Matt Gaw wants to rediscover this lost part of our natural world, but his first night out is walking through the snow under a brooding cloudy sky! It has been a while since he has been out watching the sun drop below the horizon, just for the pure pleasure in doing so. As his eyes adjust to the gloaming, he notices that his other senses sharpen to compensate for the lower resolution of his vision. Night has always been a time to do other things, but for the first time, he realises that it is not a gloomy place but full of subtle experiences for the senses.

Buoyed by the success of his first venture outdoors at night he starts to come up with other plans to discover the other half of our day.
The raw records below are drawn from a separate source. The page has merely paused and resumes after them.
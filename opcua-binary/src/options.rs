//! Decoding limits

/// Limits applied while decoding untrusted input
///
/// A length above any limit fails with `BadEncodingLimitsExceeded`; a value of
/// 0 disables that particular limit.
#[derive(Debug, Clone, Copy, PartialEq, Eq)]
pub struct DecodingOptions {
    /// Maximum size of a complete message in bytes
    pub max_message_size: usize,
    /// Maximum length of a String in bytes
    pub max_string_length: usize,
    /// Maximum length of a ByteString in bytes
    pub max_byte_string_length: usize,
    /// Maximum number of elements in an array
    pub max_array_length: usize,
    /// Maximum nesting of Variants, DataValues and DiagnosticInfos
    pub max_decoding_depth: usize,
}

impl Default for DecodingOptions {
    fn default() -> Self {
        Self {
            max_message_size: 16 * 1024 * 1024,
            max_string_length: 65_535,
            max_byte_string_length: 4 * 1024 * 1024,
            max_array_length: 100_000,
            max_decoding_depth: 100,
        }
    }
}

impl DecodingOptions {
    /// Options with no size limits, used for locally produced data
    pub fn unlimited() -> Self {
        Self {
            max_message_size: 0,
            max_string_length: 0,
            max_byte_string_length: 0,
            max_array_length: 0,
            max_decoding_depth: 100,
        }
    }
}
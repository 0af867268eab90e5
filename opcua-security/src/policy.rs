//! Security policies and message security modes

use opcua_core::{StatusCode, UaError, UaResult};
use std::fmt;

/// Supported security policies
#[derive(Debug, Clone, Copy, PartialEq, Eq, Hash, Default)]
pub enum SecurityPolicy {
    /// No signing or encryption
    #[default]
    None,
    /// HMAC-SHA256, AES-256-CBC, RSA-PKCS1-v1.5-SHA256, RSA-OAEP
    Basic256Sha256,
    /// HMAC-SHA256, AES-128-CBC, RSA-PKCS1-v1.5-SHA256, RSA-OAEP
    Aes128Sha256RsaOaep,
}

impl SecurityPolicy {
    const URI_NONE: &'static str = "http://opcfoundation.org/UA/SecurityPolicy#None";
    const URI_BASIC256SHA256: &'static str = "http://opcfoundation.org/UA/SecurityPolicy#Basic256Sha256";
    const URI_AES128: &'static str = "http://opcfoundation.org/UA/SecurityPolicy#Aes128_Sha256_RsaOaep";

    /// Policy URI
    pub fn uri(&self) -> &'static str {
        match self {
            SecurityPolicy::None => Self::URI_NONE,
            SecurityPolicy::Basic256Sha256 => Self::URI_BASIC256SHA256,
            SecurityPolicy::Aes128Sha256RsaOaep => Self::URI_AES128,
        }
    }

    /// Policy from its URI
    ///
    /// # Errors
    /// Returns `BadSecurityPolicyRejected` for unsupported policies
    pub fn from_uri(uri: &str) -> UaResult<Self> {
        match uri {
            Self::URI_NONE => Ok(SecurityPolicy::None),
            Self::URI_BASIC256SHA256 => Ok(SecurityPolicy::Basic256Sha256),
            Self::URI_AES128 => Ok(SecurityPolicy::Aes128Sha256RsaOaep),
            _ => Err(UaError::protocol(
                StatusCode::BAD_SECURITY_POLICY_REJECTED,
                format!("Unsupported security policy {}", uri),
            )),
        }
    }

    pub fn is_none(&self) -> bool {
        *self == SecurityPolicy::None
    }

    /// Length of the HMAC signing key
    pub fn signing_key_length(&self) -> usize {
        match self {
            SecurityPolicy::None => 0,
            _ => 32,
        }
    }

    /// Length of the AES key
    pub fn encrypting_key_length(&self) -> usize {
        match self {
            SecurityPolicy::None => 0,
            SecurityPolicy::Basic256Sha256 => 32,
            SecurityPolicy::Aes128Sha256RsaOaep => 16,
        }
    }

    /// AES block size, also the IV length
    pub fn encrypting_block_size(&self) -> usize {
        match self {
            SecurityPolicy::None => 1,
            _ => 16,
        }
    }

    /// Size of a symmetric (HMAC-SHA256) signature
    pub fn symmetric_signature_size(&self) -> usize {
        match self {
            SecurityPolicy::None => 0,
            _ => 32,
        }
    }

    /// Length of the nonces exchanged in OpenSecureChannel and CreateSession
    pub fn nonce_length(&self) -> usize {
        match self {
            SecurityPolicy::None => 0,
            _ => 32,
        }
    }

    /// Bytes lost to OAEP-SHA1 padding per RSA block
    pub fn asymmetric_padding_overhead(&self) -> usize {
        match self {
            SecurityPolicy::None => 0,
            _ => 42,
        }
    }

    /// Algorithm URI of the asymmetric signature
    pub fn asymmetric_signature_algorithm(&self) -> &'static str {
        match self {
            SecurityPolicy::None => "",
            _ => "http://www.w3.org/2001/04/xmldsig-more#rsa-sha256",
        }
    }

    /// Algorithm URI of the asymmetric encryption used for secrets
    pub fn asymmetric_encryption_algorithm(&self) -> &'static str {
        match self {
            SecurityPolicy::None => "",
            _ => "http://www.w3.org/2001/04/xmlenc#rsa-oaep",
        }
    }
}

impl fmt::Display for SecurityPolicy {
    fn fmt(&self, f: &mut fmt::Formatter<'_>) -> fmt::Result {
        f.write_str(self.uri())
    }
}

/// Message security mode of a channel
#[derive(Debug, Clone, Copy, PartialEq, Eq, Hash, Default)]
#[repr(u32)]
pub enum MessageSecurityMode {
    Invalid = 0,
    #[default]
    None = 1,
    Sign = 2,
    SignAndEncrypt = 3,
}

impl MessageSecurityMode {
    pub fn id(&self) -> u32 {
        *self as u32
    }

    pub fn from_id(id: u32) -> UaResult<Self> {
        match id {
            0 => Ok(MessageSecurityMode::Invalid),
            1 => Ok(MessageSecurityMode::None),
            2 => Ok(MessageSecurityMode::Sign),
            3 => Ok(MessageSecurityMode::SignAndEncrypt),
            _ => Err(UaError::decoding(format!("Invalid MessageSecurityMode {}", id))),
        }
    }

    /// Chunks are signed
    pub fn signs(&self) -> bool {
        matches!(self, MessageSecurityMode::Sign | MessageSecurityMode::SignAndEncrypt)
    }

    /// Chunks are encrypted
    pub fn encrypts(&self) -> bool {
        *self == MessageSecurityMode::SignAndEncrypt
    }

    pub fn as_str(&self) -> &'static str {
        match self {
            MessageSecurityMode::Invalid => "Invalid",
            MessageSecurityMode::None => "None",
            MessageSecurityMode::Sign => "Sign",
            MessageSecurityMode::SignAndEncrypt => "SignAndEncrypt",
        }
    }
}

impl fmt::Display for MessageSecurityMode {
    fn fmt(&self, f: &mut fmt::Formatter<'_>) -> fmt::Result {
        f.write_str(self.as_str())
    }
}
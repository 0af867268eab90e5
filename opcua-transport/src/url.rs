//! `opc.tcp://` endpoint URLs

use once_cell::sync::Lazy;
use opcua_core::{StatusCode, UaError, UaResult};
use regex::Regex;
use std::fmt;
use std::str::FromStr;

/// Default port of the UA-TCP protocol
pub const DEFAULT_PORT: u16 = 4840;

static ENDPOINT_PATTERN: Lazy<Regex> = Lazy::new(|| {
    Regex::new(r"^(?i:opc\.tcp)://(?P<host>\[[0-9A-Fa-f:.]+\]|[^:/\[\]]+)(?::(?P<port>\d+))?(?P<path>/.*)?$")
        .expect("valid endpoint URL pattern")
});

/// Parsed `opc.tcp://host[:port][/path]` URL
#[derive(Debug, Clone, PartialEq, Eq, Hash)]
pub struct EndpointUrl {
    host: String,
    port: u16,
    path: String,
}

impl EndpointUrl {
    /// Parse an endpoint URL
    ///
    /// # Errors
    /// Returns `BadTcpEndpointUrlInvalid` when the scheme is not `opc.tcp`, the
    /// host is missing or the port is not a valid `u16`.
    pub fn parse(url: &str) -> UaResult<Self> {
        let invalid = || {
            UaError::protocol(
                StatusCode::BAD_TCP_ENDPOINT_URL_INVALID,
                format!("Invalid endpoint URL: {}", url),
            )
        };
        let caps = ENDPOINT_PATTERN.captures(url.trim()).ok_or_else(invalid)?;
        let host = caps["host"].trim_start_matches('[').trim_end_matches(']').to_string();
        let port = match caps.name("port") {
            Some(port) => port.as_str().parse::<u16>().map_err(|_| invalid())?,
            None => DEFAULT_PORT,
        };
        if port == 0 {
            return Err(invalid());
        }
        let path = caps.name("path").map(|p| p.as_str().to_string()).unwrap_or_default();
        Ok(Self { host, port, path })
    }

    pub fn host(&self) -> &str {
        &self.host
    }

    pub fn port(&self) -> u16 {
        self.port
    }

    /// Path component including the leading slash, empty if absent
    pub fn path(&self) -> &str {
        &self.path
    }

    /// `host:port` string suitable for socket resolution
    pub fn socket_address(&self) -> String {
        if self.host.contains(':') {
            format!("[{}]:{}", self.host, self.port)
        } else {
            format!("{}:{}", self.host, self.port)
        }
    }
}

impl fmt::Display for EndpointUrl {
    fn fmt(&self, f: &mut fmt::Formatter<'_>) -> fmt::Result {
        write!(f, "opc.tcp://{}{}", self.socket_address(), self.path)
    }
}

impl FromStr for EndpointUrl {
    type Err = UaError;

    fn from_str(s: &str) -> UaResult<Self> {
        Self::parse(s)
    }
}

#[cfg(test)]
mod tests {
    use super::*;

    #[test]
    fn test_parse_with_port_and_path() {
        let url = EndpointUrl::parse("opc.tcp://plc-01.local:48010/UA/Server").unwrap();
        assert_eq!(url.host(), "plc-01.local");
        assert_eq!(url.port(), 48010);
        assert_eq!(url.path(), "/UA/Server");
        assert_eq!(url.to_string(), "opc.tcp://plc-01.local:48010/UA/Server");
    }

    #[test]
    fn test_default_port() {
        let url: EndpointUrl = "opc.tcp://10.0.0.5".parse().unwrap();
        assert_eq!(url.port(), DEFAULT_PORT);
        assert_eq!(url.socket_address(), "10.0.0.5:4840");
    }

    #[test]
    fn test_ipv6_host() {
        let url = EndpointUrl::parse("opc.tcp://[::1]:4841").unwrap();
        assert_eq!(url.host(), "::1");
        assert_eq!(url.socket_address(), "[::1]:4841");
    }

    #[test]
    fn test_invalid_urls() {
        for bad in ["http://host:4840", "opc.tcp://", "opc.tcp://host:99999", "opc.tcp://host:0"] {
            let err = EndpointUrl::parse(bad).unwrap_err();
            assert_eq!(err.status_code(), StatusCode::BAD_TCP_ENDPOINT_URL_INVALID, "{}", bad);
        }
    }
}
Realising that he has never seen a moonrise, he heads to the beach at Covehithe to watch it rise one evening and is slightly staggered by the size of the moon as it sits just above the horizon.

When there is a full moon you will see very few stars as the light reflected from the surface washes them from the sky. There is the same problem in cities and towns because of the light pollution, to see the stars properly you need to head to a place with very little human habitation so his next visit is the Galloway Forest. Back in 2009, this became the UK’s first dark sky park. Now there are 62 of them and they are places where the night sky is protected for its scientific, natural, educational and cultural value. In reality, what this means is that you can fully appreciate the majesty of the night sky and the Milky Way and appreciate just how much light is visible from stars millions of light-years away.

This night has also been considered the time when dark things happen. The absence of light turns things that wouldn’t worry us, into disturbing forms. So Gaw decides that the best place to experience this in its most elemental state is up on Dartmoor. This bleak and often inhospitable moor is full of places that have an otherworldly feeling or haunted atmosphere, or gruesome stories and of course, there is the Wisht Hounds, the inspiration for Hound of the Baskervilles. Half the time though he is not sure if the unease is caused by the nefarious presences or the fear of getting lost…

To understand just how much light pollution there is in a city and to see how pervasive it is, he heads into London with his friend, Shaun. They get off the train at Liverpool Street, which in times past, is a place where the curfew bell was tolled. Curfews were bought in by the Norman invaders and people had to be inside and lights extinguished. There was a safety aspect to this, but it is thought that they were primarily to minimise political rebellion. On the street, though there is light everywhere, it is flooding out the windows of empty offices and from the constant stream of traffic passing. The sky is not visible and the darkest part is the glistening wet road. This pervasive light pollution is slowly starting to change as local authorities assess ways of changing light according to needs.

His final trip takes him back to Scotland and to the designated Dark Sky community on the Island of Coll. He is staggered by the number of stars that he can see and it takes him a little while to re-orientate himself with the constellations. This is the perfect place for him to introduce his children to the wonders of the Milky Way and the night sky.

I am fortunate to live just below Cranborne, which is an area of outstanding natural beauty and has applied to be Dark Sky reserve. I spent many evenings near there when my daughter was studying her Astronomy GCSE and have seen the Milky Way in its full glory. I was really looking forward to this book. This is another well-conceived and well-written book by Gaw. Like his first book, The Pull of the River, I like that he brings almost no personal baggage with him on these journeys. He is driven by his curiosity about a subject and wants to experience and discover for himself all about it. He is doing these things because he can and because he wants to. If you liked the sound of this I can also recommend Dark Skies by Tiffany Frances and Night Walks by Chris Yates.